▶ [TASK PROMPT]: Every line in the records below with the string "value" needs to be copied out.

(Saved data entries)
>>>
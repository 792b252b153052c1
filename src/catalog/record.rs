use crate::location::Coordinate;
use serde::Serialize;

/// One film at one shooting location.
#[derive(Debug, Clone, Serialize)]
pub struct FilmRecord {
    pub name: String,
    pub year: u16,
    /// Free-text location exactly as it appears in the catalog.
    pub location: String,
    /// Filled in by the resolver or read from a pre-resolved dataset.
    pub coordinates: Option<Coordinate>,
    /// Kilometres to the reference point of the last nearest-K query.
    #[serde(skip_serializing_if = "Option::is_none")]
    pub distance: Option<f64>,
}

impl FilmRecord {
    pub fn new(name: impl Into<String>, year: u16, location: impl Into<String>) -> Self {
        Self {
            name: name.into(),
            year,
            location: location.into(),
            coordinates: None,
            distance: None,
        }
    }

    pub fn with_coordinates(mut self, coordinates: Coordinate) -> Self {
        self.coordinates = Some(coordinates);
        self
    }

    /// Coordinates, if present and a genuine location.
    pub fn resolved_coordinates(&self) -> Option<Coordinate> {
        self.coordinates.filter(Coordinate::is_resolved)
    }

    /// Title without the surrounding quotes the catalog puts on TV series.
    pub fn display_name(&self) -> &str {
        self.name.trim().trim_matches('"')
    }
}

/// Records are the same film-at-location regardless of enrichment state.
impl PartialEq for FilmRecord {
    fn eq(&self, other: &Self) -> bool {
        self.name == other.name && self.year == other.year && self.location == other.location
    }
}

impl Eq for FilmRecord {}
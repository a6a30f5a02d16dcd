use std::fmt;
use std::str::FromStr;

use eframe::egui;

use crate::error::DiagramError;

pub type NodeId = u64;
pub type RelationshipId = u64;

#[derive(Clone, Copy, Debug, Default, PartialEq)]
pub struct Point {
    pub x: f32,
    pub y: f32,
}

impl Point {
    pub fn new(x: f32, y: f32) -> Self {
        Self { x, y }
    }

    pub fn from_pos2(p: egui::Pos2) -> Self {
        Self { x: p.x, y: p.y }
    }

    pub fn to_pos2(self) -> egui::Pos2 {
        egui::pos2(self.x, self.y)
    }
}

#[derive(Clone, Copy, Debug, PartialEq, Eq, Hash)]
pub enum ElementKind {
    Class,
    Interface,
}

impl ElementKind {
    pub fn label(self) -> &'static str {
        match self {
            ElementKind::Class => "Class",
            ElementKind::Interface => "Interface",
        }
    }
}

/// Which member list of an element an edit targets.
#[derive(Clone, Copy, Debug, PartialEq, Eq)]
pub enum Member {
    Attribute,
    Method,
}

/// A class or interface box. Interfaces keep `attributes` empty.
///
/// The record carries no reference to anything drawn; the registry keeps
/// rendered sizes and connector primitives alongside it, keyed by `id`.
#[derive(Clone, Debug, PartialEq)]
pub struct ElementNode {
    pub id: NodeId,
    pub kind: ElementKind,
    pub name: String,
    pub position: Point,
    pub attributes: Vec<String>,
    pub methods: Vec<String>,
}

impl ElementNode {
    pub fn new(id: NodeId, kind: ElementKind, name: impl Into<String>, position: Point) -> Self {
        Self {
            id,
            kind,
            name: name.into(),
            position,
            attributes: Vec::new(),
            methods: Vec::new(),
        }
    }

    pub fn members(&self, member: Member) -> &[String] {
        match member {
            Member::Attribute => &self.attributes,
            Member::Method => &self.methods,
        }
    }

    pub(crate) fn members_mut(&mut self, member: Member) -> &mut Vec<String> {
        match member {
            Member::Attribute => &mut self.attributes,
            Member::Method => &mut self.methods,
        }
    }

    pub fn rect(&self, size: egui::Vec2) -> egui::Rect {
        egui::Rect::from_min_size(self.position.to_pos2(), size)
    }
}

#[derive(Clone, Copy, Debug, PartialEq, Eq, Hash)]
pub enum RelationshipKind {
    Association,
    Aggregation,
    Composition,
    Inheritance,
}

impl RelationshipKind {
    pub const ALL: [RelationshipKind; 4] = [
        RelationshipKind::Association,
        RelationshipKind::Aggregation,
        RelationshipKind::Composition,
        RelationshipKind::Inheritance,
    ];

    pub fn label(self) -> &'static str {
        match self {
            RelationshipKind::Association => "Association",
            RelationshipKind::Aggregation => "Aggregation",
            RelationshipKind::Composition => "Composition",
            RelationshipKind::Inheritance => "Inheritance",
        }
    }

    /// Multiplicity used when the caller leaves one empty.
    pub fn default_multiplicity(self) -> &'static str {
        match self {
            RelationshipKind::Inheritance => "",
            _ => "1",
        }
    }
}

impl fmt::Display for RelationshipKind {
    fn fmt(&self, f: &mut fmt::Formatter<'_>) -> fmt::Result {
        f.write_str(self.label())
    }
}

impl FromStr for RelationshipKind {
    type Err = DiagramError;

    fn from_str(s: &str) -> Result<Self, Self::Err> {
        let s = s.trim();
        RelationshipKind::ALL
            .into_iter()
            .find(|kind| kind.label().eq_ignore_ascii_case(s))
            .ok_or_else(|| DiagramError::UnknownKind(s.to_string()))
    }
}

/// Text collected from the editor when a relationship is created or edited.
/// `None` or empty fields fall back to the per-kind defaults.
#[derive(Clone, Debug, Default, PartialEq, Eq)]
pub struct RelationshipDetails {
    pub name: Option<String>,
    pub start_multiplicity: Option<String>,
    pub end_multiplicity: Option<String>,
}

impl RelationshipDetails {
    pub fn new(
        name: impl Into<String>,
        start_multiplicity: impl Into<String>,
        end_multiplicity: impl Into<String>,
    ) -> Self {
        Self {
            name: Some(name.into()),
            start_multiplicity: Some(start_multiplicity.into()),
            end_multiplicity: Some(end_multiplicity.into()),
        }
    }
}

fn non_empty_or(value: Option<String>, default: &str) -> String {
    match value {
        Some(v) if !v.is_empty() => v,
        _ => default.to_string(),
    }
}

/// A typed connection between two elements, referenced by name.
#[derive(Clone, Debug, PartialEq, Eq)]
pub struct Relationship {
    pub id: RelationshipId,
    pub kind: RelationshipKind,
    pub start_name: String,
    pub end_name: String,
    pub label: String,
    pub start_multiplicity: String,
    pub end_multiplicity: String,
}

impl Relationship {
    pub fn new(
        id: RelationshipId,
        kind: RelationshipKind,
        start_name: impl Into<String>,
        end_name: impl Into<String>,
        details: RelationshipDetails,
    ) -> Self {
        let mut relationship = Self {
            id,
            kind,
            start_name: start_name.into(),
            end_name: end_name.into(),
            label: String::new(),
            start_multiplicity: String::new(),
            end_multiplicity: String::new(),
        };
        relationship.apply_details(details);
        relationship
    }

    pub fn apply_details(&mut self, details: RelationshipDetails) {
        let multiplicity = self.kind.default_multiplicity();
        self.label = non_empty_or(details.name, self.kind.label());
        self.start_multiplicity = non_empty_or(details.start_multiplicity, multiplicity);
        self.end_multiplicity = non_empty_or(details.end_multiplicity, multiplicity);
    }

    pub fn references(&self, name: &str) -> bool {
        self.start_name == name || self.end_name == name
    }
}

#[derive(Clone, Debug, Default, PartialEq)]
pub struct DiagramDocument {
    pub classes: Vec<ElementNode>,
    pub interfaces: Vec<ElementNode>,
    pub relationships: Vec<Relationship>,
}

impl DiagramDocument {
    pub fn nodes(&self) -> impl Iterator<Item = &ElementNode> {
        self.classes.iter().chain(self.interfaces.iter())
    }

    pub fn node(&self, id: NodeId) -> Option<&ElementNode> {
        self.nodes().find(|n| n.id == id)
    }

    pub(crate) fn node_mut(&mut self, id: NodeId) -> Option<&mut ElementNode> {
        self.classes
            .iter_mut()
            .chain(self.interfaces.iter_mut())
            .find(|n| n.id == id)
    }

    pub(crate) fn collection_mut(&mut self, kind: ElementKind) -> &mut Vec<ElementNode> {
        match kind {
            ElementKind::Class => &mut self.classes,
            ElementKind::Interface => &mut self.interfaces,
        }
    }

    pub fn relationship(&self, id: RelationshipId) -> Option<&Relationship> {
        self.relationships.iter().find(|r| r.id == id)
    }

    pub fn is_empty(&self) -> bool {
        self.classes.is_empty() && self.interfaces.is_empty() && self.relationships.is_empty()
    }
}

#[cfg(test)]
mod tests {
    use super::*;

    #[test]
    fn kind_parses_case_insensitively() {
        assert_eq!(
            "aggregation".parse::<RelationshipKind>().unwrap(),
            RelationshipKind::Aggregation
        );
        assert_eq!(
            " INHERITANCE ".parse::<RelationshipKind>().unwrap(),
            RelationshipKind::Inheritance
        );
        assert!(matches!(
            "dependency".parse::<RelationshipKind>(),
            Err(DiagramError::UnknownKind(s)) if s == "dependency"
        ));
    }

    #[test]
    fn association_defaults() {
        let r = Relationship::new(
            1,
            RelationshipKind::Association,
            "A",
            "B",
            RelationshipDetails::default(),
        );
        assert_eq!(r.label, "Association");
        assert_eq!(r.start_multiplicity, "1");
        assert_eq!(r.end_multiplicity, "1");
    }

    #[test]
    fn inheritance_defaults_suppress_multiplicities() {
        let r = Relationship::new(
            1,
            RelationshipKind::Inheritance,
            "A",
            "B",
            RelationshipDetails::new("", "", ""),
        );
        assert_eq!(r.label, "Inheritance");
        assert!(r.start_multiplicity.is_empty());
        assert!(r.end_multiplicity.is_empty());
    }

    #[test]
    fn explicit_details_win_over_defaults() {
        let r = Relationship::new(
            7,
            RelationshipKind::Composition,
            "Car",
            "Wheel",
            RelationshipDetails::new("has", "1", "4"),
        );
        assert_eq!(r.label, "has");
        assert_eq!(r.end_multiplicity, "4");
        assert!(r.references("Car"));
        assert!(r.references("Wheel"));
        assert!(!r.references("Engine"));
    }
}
<<<
▶ [SOLUTION]:
fn non_empty_or(value: Option<String>, default: &str) -> String {
    match value {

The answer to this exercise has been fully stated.